What is required: Output all records exactly.

=== Begin Enclosure ===

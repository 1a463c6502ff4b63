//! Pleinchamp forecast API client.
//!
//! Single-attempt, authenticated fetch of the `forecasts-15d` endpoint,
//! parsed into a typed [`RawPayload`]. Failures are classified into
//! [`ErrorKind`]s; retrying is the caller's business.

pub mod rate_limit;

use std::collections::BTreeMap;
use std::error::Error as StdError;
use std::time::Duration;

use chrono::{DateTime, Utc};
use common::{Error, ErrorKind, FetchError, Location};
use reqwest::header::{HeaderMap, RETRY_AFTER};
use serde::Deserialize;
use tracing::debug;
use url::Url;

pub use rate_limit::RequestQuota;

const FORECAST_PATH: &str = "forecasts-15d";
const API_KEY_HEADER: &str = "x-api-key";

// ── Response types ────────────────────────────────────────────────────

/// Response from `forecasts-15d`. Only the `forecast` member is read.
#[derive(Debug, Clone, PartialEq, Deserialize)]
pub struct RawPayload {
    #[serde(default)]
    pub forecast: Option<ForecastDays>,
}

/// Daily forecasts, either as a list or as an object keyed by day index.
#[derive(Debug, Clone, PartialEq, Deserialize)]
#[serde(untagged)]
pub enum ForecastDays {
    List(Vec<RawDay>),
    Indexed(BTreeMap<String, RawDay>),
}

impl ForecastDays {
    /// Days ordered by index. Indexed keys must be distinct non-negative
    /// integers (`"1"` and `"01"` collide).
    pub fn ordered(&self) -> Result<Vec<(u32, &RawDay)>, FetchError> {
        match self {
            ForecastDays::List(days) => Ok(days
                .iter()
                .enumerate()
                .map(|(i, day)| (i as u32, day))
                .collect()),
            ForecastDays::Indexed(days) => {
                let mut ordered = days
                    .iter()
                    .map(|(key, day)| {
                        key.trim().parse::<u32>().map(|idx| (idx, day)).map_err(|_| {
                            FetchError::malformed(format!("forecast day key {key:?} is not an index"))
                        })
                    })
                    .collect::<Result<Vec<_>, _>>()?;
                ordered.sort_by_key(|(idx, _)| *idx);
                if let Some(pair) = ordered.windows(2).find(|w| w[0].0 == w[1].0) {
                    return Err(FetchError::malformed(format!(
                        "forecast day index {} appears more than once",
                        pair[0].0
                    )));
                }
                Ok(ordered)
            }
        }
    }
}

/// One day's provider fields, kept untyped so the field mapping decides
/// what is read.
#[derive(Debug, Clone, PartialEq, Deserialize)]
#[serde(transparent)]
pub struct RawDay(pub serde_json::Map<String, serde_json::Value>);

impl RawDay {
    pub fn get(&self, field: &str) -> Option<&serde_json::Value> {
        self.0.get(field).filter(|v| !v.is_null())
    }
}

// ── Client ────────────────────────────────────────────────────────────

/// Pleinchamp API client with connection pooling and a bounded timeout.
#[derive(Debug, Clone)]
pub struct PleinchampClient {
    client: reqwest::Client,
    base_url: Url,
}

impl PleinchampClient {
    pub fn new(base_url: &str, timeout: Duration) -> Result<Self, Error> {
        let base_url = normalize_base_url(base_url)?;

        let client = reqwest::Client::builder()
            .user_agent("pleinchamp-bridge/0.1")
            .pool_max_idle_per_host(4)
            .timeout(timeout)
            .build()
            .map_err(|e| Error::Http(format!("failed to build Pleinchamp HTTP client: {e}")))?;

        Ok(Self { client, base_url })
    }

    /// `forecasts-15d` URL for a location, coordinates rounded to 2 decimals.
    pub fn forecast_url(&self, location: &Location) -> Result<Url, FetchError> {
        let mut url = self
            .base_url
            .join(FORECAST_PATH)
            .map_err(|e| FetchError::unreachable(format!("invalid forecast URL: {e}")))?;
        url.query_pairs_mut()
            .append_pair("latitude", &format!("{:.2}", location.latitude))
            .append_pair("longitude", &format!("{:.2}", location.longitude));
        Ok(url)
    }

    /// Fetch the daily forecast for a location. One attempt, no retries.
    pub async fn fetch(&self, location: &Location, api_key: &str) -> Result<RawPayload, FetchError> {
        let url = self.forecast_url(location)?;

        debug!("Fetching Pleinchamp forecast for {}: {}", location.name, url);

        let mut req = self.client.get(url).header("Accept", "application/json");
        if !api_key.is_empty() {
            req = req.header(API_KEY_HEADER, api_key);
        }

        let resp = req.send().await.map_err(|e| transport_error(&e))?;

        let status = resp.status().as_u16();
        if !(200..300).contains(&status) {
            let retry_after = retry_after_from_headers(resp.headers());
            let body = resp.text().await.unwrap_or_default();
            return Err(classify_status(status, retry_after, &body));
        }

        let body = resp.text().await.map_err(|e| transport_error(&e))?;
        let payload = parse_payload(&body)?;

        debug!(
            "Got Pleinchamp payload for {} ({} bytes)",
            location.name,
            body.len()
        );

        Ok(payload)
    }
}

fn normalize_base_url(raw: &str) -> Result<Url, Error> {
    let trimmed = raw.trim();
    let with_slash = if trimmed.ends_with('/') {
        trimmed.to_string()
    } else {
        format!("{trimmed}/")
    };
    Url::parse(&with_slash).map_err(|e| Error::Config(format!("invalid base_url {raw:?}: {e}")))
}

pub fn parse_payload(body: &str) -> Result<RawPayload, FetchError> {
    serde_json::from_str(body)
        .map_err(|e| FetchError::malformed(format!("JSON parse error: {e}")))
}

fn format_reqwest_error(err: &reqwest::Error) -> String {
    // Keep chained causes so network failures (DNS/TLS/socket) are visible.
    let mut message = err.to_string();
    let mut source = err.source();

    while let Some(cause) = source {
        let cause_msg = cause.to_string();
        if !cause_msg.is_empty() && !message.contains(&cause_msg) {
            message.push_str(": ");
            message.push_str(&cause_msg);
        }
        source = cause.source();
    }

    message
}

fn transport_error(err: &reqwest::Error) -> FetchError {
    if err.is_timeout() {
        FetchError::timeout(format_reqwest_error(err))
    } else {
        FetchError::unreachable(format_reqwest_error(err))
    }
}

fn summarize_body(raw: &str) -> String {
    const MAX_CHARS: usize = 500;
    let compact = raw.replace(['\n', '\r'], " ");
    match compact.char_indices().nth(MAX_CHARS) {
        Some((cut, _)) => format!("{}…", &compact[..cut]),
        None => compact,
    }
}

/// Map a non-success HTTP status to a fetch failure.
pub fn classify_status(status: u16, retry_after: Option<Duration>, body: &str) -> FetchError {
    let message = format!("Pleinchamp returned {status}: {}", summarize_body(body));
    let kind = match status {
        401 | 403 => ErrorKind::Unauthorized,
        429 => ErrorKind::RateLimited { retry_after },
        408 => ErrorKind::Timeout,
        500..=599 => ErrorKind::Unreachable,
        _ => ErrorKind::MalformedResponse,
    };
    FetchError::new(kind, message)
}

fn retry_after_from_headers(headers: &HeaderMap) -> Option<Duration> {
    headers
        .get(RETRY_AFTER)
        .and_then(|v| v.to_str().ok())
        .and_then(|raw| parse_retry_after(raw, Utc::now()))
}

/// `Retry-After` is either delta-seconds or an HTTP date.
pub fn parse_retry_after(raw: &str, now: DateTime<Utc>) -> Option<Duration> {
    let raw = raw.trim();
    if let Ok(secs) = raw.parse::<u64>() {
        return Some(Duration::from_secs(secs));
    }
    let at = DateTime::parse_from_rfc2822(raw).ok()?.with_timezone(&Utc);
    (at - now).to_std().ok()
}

=== End Enclosure ===

Answer space:
repository 1a463c6502ff4b63
//! Pleinchamp forecast API client.
//!
//! Single-attempt, authenticated fetch of the `forecasts-15d` endpoint,
//! parsed into a typed [`RawPayload`]. Failures are classified into
//! [`ErrorKind`]s; retrying is the caller's business.

pub mod rate_limit;

use std::collections::BTreeMap;
use std::error::Error as StdError;
use std::time::Duration;

use chrono::{DateTime, Utc};
use common::{Error, ErrorKind, FetchError, Location};
use reqwest::header::{HeaderMap, RETRY_AFTER};
use serde::Deserialize;
use tracing::debug;
use url::Url;

pub use rate_limit::RequestQuota;

const FORECAST_PATH: &str = "forecasts-15d";
const API_KEY_HEADER: &str = "x-api-key";

// ── Response types ────────────────────────────────────────────────────

/// Response from `forecasts-15d`. Only the `forecast` member is read.
#[derive(Debug, Clone, PartialEq, Deserialize)]
pub struct RawPayload {
    #[serde(default)]
    pub forecast: Option<ForecastDays>,
}

/// Daily forecasts, either as a list or as an object keyed by day index.
#[derive(Debug, Clone, PartialEq, Deserialize)]
#[serde(untagged)]
pub enum ForecastDays {
    List(Vec<RawDay>),
    Indexed(BTreeMap<String, RawDay>),
}

impl ForecastDays {
    /// Days ordered by index. Indexed keys must be distinct non-negative
    /// integers (`"1"` and `"01"` collide).
    pub fn ordered(&self) -> Result<Vec<(u32, &RawDay)>, FetchError> {
        match self {
            ForecastDays::List(days) => Ok(days
                .iter()
                .enumerate()
                .map(|(i, day)| (i as u32, day))
                .collect()),
            ForecastDays::Indexed(days) => {
                let mut ordered = days
                    .iter()
                    .map(|(key, day)| {
                        key.trim().parse::<u32>().map(|idx| (idx, day)).map_err(|_| {
                            FetchError::malformed(format!("forecast day key {key:?} is not an index"))
                        })
                    })
                    .collect::<Result<Vec<_>, _>>()?;
                ordered.sort_by_key(|(idx, _)| *idx);
                if let Some(pair) = ordered.windows(2).find(|w| w[0].0 == w[1].0) {
                    return Err(FetchError::malformed(format!(
                        "forecast day index {} appears more than once",
                        pair[0].0
                    )));
                }
                Ok(ordered)
            }
        }
    }
}

/// One day's provider fields, kept untyped so the field mapping decides
/// what is read.
#[derive(Debug, Clone, PartialEq, Deserialize)]
#[serde(transparent)]
pub struct RawDay(pub serde_json::Map<String, serde_json::Value>);

impl RawDay {
    pub fn get(&self, field: &str) -> Option<&serde_json::Value> {
        self.0.get(field).filter(|v| !v.is_null())
    }
}

// ── Client ────────────────────────────────────────────────────────────

/// Pleinchamp API client with connection pooling and a bounded timeout.
#[derive(Debug, Clone)]
pub struct PleinchampClient {
    client: reqwest::Client,
    base_url: Url,
}

impl PleinchampClient {
    pub fn new(base_url: &str, timeout: Duration) -> Result<Self, Error> {
        let base_url = normalize_base_url(base_url)?;

        let client = reqwest::Client::builder()
            .user_agent("pleinchamp-bridge/0.1")
            .pool_max_idle_per_host(4)
            .timeout(timeout)
            .build()
            .map_err(|e| Error::Http(format!("failed to build Pleinchamp HTTP client: {e}")))?;

        Ok(Self { client, base_url })
    }

    /// `forecasts-15d` URL for a location, coordinates rounded to 2 decimals.
    pub fn forecast_url(&self, location: &Location) -> Result<Url, FetchError> {
        let mut url = self
            .base_url
            .join(FORECAST_PATH)
            .map_err(|e| FetchError::unreachable(format!("invalid forecast URL: {e}")))?;
        url.query_pairs_mut()
            .append_pair("latitude", &format!("{:.2}", location.latitude))
            .append_pair("longitude", &format!("{:.2}", location.longitude));
        Ok(url)
    }

    /// Fetch the daily forecast for a location. One attempt, no retries.
    pub async fn fetch(&self, location: &Location, api_key: &str) -> Result<RawPayload, FetchError> {
        let url = self.forecast_url(location)?;

        debug!("Fetching Pleinchamp forecast for {}: {}", location.name, url);

        let mut req = self.client.get(url).header("Accept", "application/json");
        if !api_key.is_empty() {
            req = req.header(API_KEY_HEADER, api_key);
        }

        let resp = req.send().await.map_err(|e| transport_error(&e))?;

        let status = resp.status().as_u16();
        if !(200..300).contains(&status) {
            let retry_after = retry_after_from_headers(resp.headers());
            let body = resp.text().await.unwrap_or_default();
            return Err(classify_status(status, retry_after, &body));
        }

        let body = resp.text().await.map_err(|e| transport_error(&e))?;
        let payload = parse_payload(&body)?;

        debug!(
            "Got Pleinchamp payload for {} ({} bytes)",
            location.name,
            body.len()
        );

        Ok(payload)
    }
}

fn normalize_base_url(raw: &str) -> Result<Url, Error> {
    let trimmed = raw.trim();
    let with_slash = if trimmed.ends_with('/') {
        trimmed.to_string()
    } else {
        format!("{trimmed}/")
    };
    Url::parse(&with_slash).map_err(|e| Error::Config(format!("invalid base_url {raw:?}: {e}")))
}

pub fn parse_payload(body: &str) -> Result<RawPayload, FetchError> {
    serde_json::from_str(body)
        .map_err(|e| FetchError::malformed(format!("JSON parse error: {e}")))
}

fn format_reqwest_error(err: &reqwest::Error) -> String {
    // Keep chained causes so network failures (DNS/TLS/socket) are visible.
    let mut message = err.to_string();
    let mut source = err.source();

    while let Some(cause) = source {
        let cause_msg = cause.to_string();
        if !cause_msg.is_empty() && !message.contains(&cause_msg) {
            message.push_str(": ");
            message.push_str(&cause_msg);
        }
        source = cause.source();
    }

    message
}

fn transport_error(err: &reqwest::Error) -> FetchError {
    if err.is_timeout() {
        FetchError::timeout(format_reqwest_error(err))
    } else {
        FetchError::unreachable(format_reqwest_error(err))
    }
}

fn summarize_body(raw: &str) -> String {
    const MAX_CHARS: usize = 500;
    let compact = raw.replace(['\n', '\r'], " ");
    match compact.char_indices().nth(MAX_CHARS) {
        Some((cut, _)) => format!("{}…", &compact[..cut]),
        None => compact,
    }
}

/// Map a non-success HTTP status to a fetch failure.
pub fn classify_status(status: u16, retry_after: Option<Duration>, body: &str) -> FetchError {
    let message = format!("Pleinchamp returned {status}: {}", summarize_body(body));
    let kind = match status {
        401 | 403 => ErrorKind::Unauthorized,
        429 => ErrorKind::RateLimited { retry_after },
        408 => ErrorKind::Timeout,
        500..=599 => ErrorKind::Unreachable,
        _ => ErrorKind::MalformedResponse,
    };
    FetchError::new(kind, message)
}

fn retry_after_from_headers(headers: &HeaderMap) -> Option<Duration> {
    headers
        .get(RETRY_AFTER)
        .and_then(|v| v.to_str().ok())
        .and_then(|raw| parse_retry_after(raw, Utc::now()))
}

/// `Retry-After` is either delta-seconds or an HTTP date.
pub fn parse_retry_after(raw: &str, now: DateTime<Utc>) -> Option<Duration> {
    let raw = raw.trim();
    if let Ok(secs) = raw.parse::<u64>() {
        return Some(Duration::from_secs(secs));
    }
    let at = DateTime::parse_from_rfc2822(raw).ok()?.with_timezone(&Utc);
    (at - now).to_std().ok()
}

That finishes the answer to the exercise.